Task to complete →
Every line of the listing must be repeated exactly.

Data shown →
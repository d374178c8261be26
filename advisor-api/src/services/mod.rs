//! Domain services: external clients and the recommendation pipeline pieces

pub mod chroma;
pub mod context;
pub mod corpus;
pub mod gemini;
pub mod retriever;

pub use chroma::{ChromaIndex, SemanticIndex};
pub use gemini::{GeminiClient, ModelClient, ModelError, TextStream};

Written response →
repository d374178c8261be26
filename advisor-api/src/services/mod.rs
//! Domain services: external clients and the recommendation pipeline pieces

pub mod chroma;
pub mod context;
pub mod corpus;
pub mod gemini;
pub mod retriever;

pub use chroma::{ChromaIndex, SemanticIndex};
pub use gemini::{GeminiClient, ModelClient, ModelError, TextStream};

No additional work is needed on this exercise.